:: WORK INSTRUCTION ::
Repeat the records below exactly, beginning at the first line and finishing with the line that contains "async fn from_request_parts(parts: &mut".

:: SOURCE DATA ::
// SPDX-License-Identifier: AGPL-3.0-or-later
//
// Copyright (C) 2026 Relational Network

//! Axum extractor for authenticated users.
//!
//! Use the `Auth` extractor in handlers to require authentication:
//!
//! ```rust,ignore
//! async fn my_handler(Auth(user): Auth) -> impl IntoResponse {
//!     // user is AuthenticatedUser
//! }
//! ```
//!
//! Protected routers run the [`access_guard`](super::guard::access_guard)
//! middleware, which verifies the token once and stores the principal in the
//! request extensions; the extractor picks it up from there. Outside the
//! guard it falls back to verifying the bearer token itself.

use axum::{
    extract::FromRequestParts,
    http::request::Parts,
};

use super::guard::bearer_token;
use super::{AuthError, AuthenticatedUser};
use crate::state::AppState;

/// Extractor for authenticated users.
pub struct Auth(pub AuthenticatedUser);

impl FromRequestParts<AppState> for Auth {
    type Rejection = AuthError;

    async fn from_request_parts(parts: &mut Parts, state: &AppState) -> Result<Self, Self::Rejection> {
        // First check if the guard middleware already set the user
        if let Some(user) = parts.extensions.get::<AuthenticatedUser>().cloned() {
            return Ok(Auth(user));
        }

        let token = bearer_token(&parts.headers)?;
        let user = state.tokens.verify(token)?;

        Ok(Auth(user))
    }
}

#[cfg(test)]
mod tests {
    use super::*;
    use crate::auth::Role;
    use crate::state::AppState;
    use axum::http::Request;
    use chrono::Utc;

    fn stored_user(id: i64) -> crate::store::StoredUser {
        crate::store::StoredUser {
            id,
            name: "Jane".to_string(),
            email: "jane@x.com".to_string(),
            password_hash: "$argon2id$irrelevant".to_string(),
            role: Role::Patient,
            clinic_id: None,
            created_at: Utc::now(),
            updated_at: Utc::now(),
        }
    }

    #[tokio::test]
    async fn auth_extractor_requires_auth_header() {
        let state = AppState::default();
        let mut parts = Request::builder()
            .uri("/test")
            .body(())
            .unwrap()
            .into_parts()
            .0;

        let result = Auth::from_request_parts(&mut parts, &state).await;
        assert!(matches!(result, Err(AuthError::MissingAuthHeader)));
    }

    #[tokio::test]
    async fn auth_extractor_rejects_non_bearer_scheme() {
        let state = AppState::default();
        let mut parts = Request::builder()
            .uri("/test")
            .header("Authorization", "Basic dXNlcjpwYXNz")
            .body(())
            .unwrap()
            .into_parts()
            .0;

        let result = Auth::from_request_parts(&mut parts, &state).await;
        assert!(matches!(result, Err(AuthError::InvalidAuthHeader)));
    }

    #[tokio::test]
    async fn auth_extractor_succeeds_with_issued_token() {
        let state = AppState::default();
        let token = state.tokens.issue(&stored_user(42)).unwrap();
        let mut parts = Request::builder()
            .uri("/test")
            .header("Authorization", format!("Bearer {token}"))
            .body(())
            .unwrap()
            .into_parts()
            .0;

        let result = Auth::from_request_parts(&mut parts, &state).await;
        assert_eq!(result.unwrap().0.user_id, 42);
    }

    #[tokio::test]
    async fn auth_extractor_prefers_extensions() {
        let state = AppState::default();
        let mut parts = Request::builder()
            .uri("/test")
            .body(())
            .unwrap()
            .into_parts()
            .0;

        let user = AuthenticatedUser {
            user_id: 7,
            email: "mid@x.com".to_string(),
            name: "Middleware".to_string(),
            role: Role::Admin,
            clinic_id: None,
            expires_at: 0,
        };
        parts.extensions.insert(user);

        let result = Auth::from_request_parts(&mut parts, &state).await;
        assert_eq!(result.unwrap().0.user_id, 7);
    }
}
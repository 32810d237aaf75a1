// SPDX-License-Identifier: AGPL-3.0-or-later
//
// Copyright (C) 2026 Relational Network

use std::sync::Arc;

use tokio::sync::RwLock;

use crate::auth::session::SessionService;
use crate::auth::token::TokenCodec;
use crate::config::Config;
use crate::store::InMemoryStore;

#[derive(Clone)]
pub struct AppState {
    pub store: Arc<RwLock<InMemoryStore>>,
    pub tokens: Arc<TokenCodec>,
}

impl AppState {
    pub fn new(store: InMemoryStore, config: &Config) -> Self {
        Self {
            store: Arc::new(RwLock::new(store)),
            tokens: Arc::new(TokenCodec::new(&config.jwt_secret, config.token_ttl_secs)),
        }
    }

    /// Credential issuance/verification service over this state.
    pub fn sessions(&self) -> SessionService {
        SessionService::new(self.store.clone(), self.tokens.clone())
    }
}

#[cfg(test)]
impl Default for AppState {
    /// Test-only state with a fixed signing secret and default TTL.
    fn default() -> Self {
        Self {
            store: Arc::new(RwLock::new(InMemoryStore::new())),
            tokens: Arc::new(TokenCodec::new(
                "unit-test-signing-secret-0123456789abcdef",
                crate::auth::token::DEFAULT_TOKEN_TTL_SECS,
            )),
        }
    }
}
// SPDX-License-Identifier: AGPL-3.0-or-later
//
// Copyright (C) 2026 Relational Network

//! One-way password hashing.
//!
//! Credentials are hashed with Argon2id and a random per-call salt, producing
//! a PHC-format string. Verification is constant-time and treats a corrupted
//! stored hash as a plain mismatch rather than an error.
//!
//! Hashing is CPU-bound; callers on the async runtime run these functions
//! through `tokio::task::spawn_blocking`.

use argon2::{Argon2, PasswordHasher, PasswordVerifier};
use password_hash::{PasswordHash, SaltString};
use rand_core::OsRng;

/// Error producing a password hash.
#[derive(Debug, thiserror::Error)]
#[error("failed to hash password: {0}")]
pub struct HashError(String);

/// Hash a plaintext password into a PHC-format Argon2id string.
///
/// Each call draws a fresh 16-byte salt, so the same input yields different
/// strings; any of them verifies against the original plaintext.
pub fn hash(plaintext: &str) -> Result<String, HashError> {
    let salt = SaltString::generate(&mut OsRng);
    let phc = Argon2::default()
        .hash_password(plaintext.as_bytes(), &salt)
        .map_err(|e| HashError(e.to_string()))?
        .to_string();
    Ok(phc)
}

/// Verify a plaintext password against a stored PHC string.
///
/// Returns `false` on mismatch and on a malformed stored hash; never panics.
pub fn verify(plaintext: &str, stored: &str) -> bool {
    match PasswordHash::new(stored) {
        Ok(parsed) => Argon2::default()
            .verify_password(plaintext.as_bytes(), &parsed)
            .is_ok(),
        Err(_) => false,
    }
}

:: SOLVED EXERCISE ::
// SPDX-License-Identifier: AGPL-3.0-or-later
//
// Copyright (C) 2026 Relational Network

//! Axum extractor for authenticated users.
//!
//! Use the `Auth` extractor in handlers to require authentication:
//!
//! ```rust,ignore
//! async fn my_handler(Auth(user): Auth) -> impl IntoResponse {
//!     // user is AuthenticatedUser
//! }
//! ```
//!
//! Protected routers run the [`access_guard`](super::guard::access_guard)
//! middleware, which verifies the token once and stores the principal in the
//! request extensions; the extractor picks it up from there. Outside the
//! guard it falls back to verifying the bearer token itself.

use axum::{
    extract::FromRequestParts,
    http::request::Parts,
};

use super::guard::bearer_token;
use super::{AuthError, AuthenticatedUser};
use crate::state::AppState;

/// Extractor for authenticated users.
pub struct Auth(pub AuthenticatedUser);

impl FromRequestParts<AppState> for Auth {
    type Rejection = AuthError;

    async fn from_request_parts(parts: &mut Parts, state: &AppState) -> Result<Self, Self::Rejection> {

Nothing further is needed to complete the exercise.